In September 2010, a judgment order was entered in favor of the SEC based on allegations that a scam artist had misappropriated more than $3.7 million from 45 investors in four states by offering fake pre-IPO shares of companies, including Centerpoint, AOL/Time Warner, Inc., Google, Inc., Facebook, Inc., and Rosetta Stone, Inc. In addition, the Financial Industry Regulatory Authority (FINRA) issued a recent investor alert about these types of scams. While offerings of pre-IPO shares in a company are not uncommon, unregistered offerings may violate federal securities laws unless they meet a registration exemption, such as restricting the private offering to “accredited investors” — investors who meet certain income or net worth requirements.
Investors should be mindful of the risks involved with an offer to purchase pre-IPO shares in a company.
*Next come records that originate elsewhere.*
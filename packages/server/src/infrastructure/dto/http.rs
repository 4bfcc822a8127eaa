//! HTTP API response DTOs.

use serde::{Deserialize, Serialize};

/// Response body for the service status endpoint
#[derive(Debug, Clone, Serialize, Deserialize, PartialEq, Eq)]
pub struct StatusDto {
    /// Number of currently connected sessions
    pub connected_sessions: usize,
    /// Whether the durable message store is reachable
    pub store_connected: bool,
}
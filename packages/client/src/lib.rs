//! WebSocket chat client implementation.
//!
//! Owns a single connection's lifecycle: connect, join, receive
//! history/events, detect closure, and reconnect with bounded exponential
//! backoff.

pub mod domain;
pub mod error;
mod formatter;
mod runner;
mod session;
mod ui;

pub use runner::run_client;
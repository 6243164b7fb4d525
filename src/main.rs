use clap::Parser;
use color_eyre::Result;
use moodtrack::{Config, Profile, SqliteStore, cli::{self, Cli, Commands}};
use tracing_subscriber::EnvFilter;

fn main() -> Result<()> {
    // Set up error reporting with color-eyre
    color_eyre::install()?;

    // Parse CLI arguments
    let cli = Cli::parse();

    // Determine profile: --dev flag enables dev mode, otherwise use prod
    let profile = if cli.dev {
        Profile::Dev
    } else {
        Profile::Prod
    };

    let config = match &cli.config {
        Some(path) => Config::load_from(&moodtrack::utils::expand_path(path), profile)?,
        None => Config::load_with_profile(profile)?,
    };

    // RUST_LOG wins over the configured level
    let filter = EnvFilter::try_from_default_env()
        .unwrap_or_else(|_| EnvFilter::new(&config.log_level));
    tracing_subscriber::fmt()
        .with_env_filter(filter)
        .with_writer(std::io::stderr)
        .init();

    let db_path = config.get_database_path();
    let store = SqliteStore::open(
        db_path.to_str()
            .ok_or_else(|| color_eyre::eyre::eyre!("Database path contains invalid UTF-8"))?,
        &config.owner,
        &config.provision(),
    )?;

    // Dispatch to appropriate command handler
    match cli.command.unwrap_or(Commands::Dashboard) {
        Commands::AddEntry { event, mood, description, punishments } => {
            cli::handle_add_entry(event, mood, description, punishments, &store)?;
        }
        Commands::Entries { mood } => cli::handle_entries(mood, &store)?,
        Commands::Punishments => cli::handle_punishments(&store)?,
        Commands::Review { entry_id, punishment_id, action, learnings } => {
            cli::handle_review(entry_id, punishment_id, action, learnings, &store)?;
        }
        Commands::TogglePunishment { entry_id, punishment_id } => {
            cli::handle_toggle_punishment(entry_id, punishment_id, &store)?;
        }
        Commands::Dashboard => cli::handle_dashboard(config.recent_entries_limit, &store)?,
        Commands::AddEvent { title, column, description } => {
            cli::handle_add_event(title, column, description, &store)?;
        }
        Commands::Board => cli::handle_board(&store)?,
        Commands::UpdateEvent { id, title, description } => {
            cli::handle_update_event(id, title, description, &store)?;
        }
        Commands::MoveEvent { id, to, index } => cli::handle_move_event(id, to, index, &store)?,
        Commands::DeleteEvent { id } => cli::handle_delete_event(id, &store)?,
        Commands::AddTask { event_id, description } => cli::handle_add_task(event_id, description, &store)?,
        Commands::ToggleTask { event_id, task_id } => cli::handle_toggle_task(event_id, task_id, &store)?,
        Commands::RelationshipDashboard => cli::handle_relationship_dashboard(&store)?,
    }

    Ok(())
}
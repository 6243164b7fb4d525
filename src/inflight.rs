use std::collections::HashSet;
use std::sync::{Arc, Mutex, MutexGuard};

/// Set of item keys with a request in flight.
///
/// Cloning shares the set, so a view and a repository can watch the same keys.
#[derive(Debug, Clone, Default)]
pub struct InFlight {
    keys: Arc<Mutex<HashSet<String>>>,
}

impl InFlight {
    pub fn new() -> Self {
        Self::default()
    }

    fn lock(&self) -> MutexGuard<'_, HashSet<String>> {
        // The set stays consistent even if a holder panicked
        self.keys.lock().unwrap_or_else(|poisoned| poisoned.into_inner())
    }

    /// Claim `key`; `None` if a request for it is already running.
    /// The key is released when the returned ticket drops.
    pub fn try_acquire(&self, key: impl Into<String>) -> Option<Ticket> {
        let key = key.into();
        if self.lock().insert(key.clone()) {
            Some(Ticket { keys: Arc::clone(&self.keys), key })
        } else {
            None
        }
    }

    pub fn contains(&self, key: &str) -> bool {
        self.lock().contains(key)
    }

    pub fn is_empty(&self) -> bool {
        self.lock().is_empty()
    }
}

#[derive(Debug)]
pub struct Ticket {
    keys: Arc<Mutex<HashSet<String>>>,
    key: String,
}

impl Ticket {
    pub fn key(&self) -> &str {
        &self.key
    }
}

impl Drop for Ticket {
    fn drop(&mut self) {
        let mut keys = self.keys.lock().unwrap_or_else(|poisoned| poisoned.into_inner());
        keys.remove(&self.key);
    }
}
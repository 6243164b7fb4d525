use chrono::{DateTime, Utc};
use directories::{BaseDirs, ProjectDirs};
use std::path::PathBuf;

/// Profile mode for the application (dev or prod)
#[derive(Debug, Clone, Copy, PartialEq, Eq)]
pub enum Profile {
    Dev,
    Prod,
}

impl Profile {
    fn app_name(&self) -> &'static str {
        match self {
            Profile::Dev => "moodtrack-dev",
            Profile::Prod => "moodtrack",
        }
    }
}

/// Get the configuration directory path
/// If profile is Dev, uses "moodtrack-dev" instead of "moodtrack"
pub fn get_config_dir(profile: Profile) -> Option<PathBuf> {
    ProjectDirs::from("com", "moodtrack", profile.app_name())
        .map(|dirs| dirs.config_dir().to_path_buf())
}

/// Get the data directory path
pub fn get_data_dir(profile: Profile) -> Option<PathBuf> {
    ProjectDirs::from("com", "moodtrack", profile.app_name())
        .map(|dirs| dirs.data_dir().to_path_buf())
}

/// Expand `~` in a path string to the user's home directory
pub fn expand_path(path: &str) -> PathBuf {
    if let Some(rest) = path.strip_prefix("~/") {
        if let Some(home) = BaseDirs::new().map(|d| d.home_dir().to_path_buf()) {
            return home.join(rest);
        }
    }
    PathBuf::from(path)
}

/// Current time as an RFC 3339 string, the format every stored timestamp uses
pub fn now_timestamp() -> String {
    Utc::now().to_rfc3339()
}

/// Parse a stored timestamp; `None` for anything that is not RFC 3339
pub fn parse_timestamp(value: &str) -> Option<DateTime<Utc>> {
    DateTime::parse_from_rfc3339(value)
        .ok()
        .map(|dt| dt.with_timezone(&Utc))
}

/// Short date for list output, falls back to the raw string
pub fn format_date(value: &str) -> String {
    parse_timestamp(value)
        .map(|dt| dt.format("%b %-d, %Y").to_string())
        .unwrap_or_else(|| value.to_string())
}

/// `round(100 * part / whole)` with halves rounding up; 0 when `whole` is 0
pub fn rounded_percent(part: usize, whole: usize) -> u8 {
    if whole == 0 {
        return 0;
    }
    let part = part.min(whole) as u64;
    let whole = whole as u64;
    ((200 * part + whole) / (2 * whole)) as u8
}

#[cfg(test)]
mod tests {
    use super::*;

    #[test]
    fn rounded_percent_matches_task_examples() {
        assert_eq!(rounded_percent(0, 0), 0);
        assert_eq!(rounded_percent(1, 3), 33);
        assert_eq!(rounded_percent(2, 3), 67);
        assert_eq!(rounded_percent(1, 2), 50);
        assert_eq!(rounded_percent(1, 8), 13);
        assert_eq!(rounded_percent(4, 4), 100);
    }

    #[test]
    fn timestamps_round_trip_through_parse() {
        let now = now_timestamp();
        assert!(parse_timestamp(&now).is_some());
        assert!(parse_timestamp("yesterday").is_none());
        assert_eq!(format_date("2026-02-14T09:30:00Z"), "Feb 14, 2026");
    }
}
As with any investment, we encourage investors to research thoroughly both the investment product and the professional offering the product before making any investment decision.
Since AOL/Time Warner went public in 2006, we have to assume the scam artist referenced above had been at this for quite some time before the SEC was finally able to bring down the heavy hand of justice on dat ass.
If you’re interested in further reading on the subject, check out FINRA’s Pre-IPO Offerings—These Scammers Are Not Your Friends:
In general, offerings of securities must either be registered with the SEC or meet an exemption under the federal securities laws—otherwise the offering is not legal. “Pre-IPO” speculation involves buying unregistered shares in a private company before the initial public offering of securities—and it can range from risky deals to outright frauds.
Wait, does this have anything to do with that whole Goldman Sachs Facebook embarrassment?
Beware emails from Nigerian princes selling pre-IPO shares in hot tech companies, people.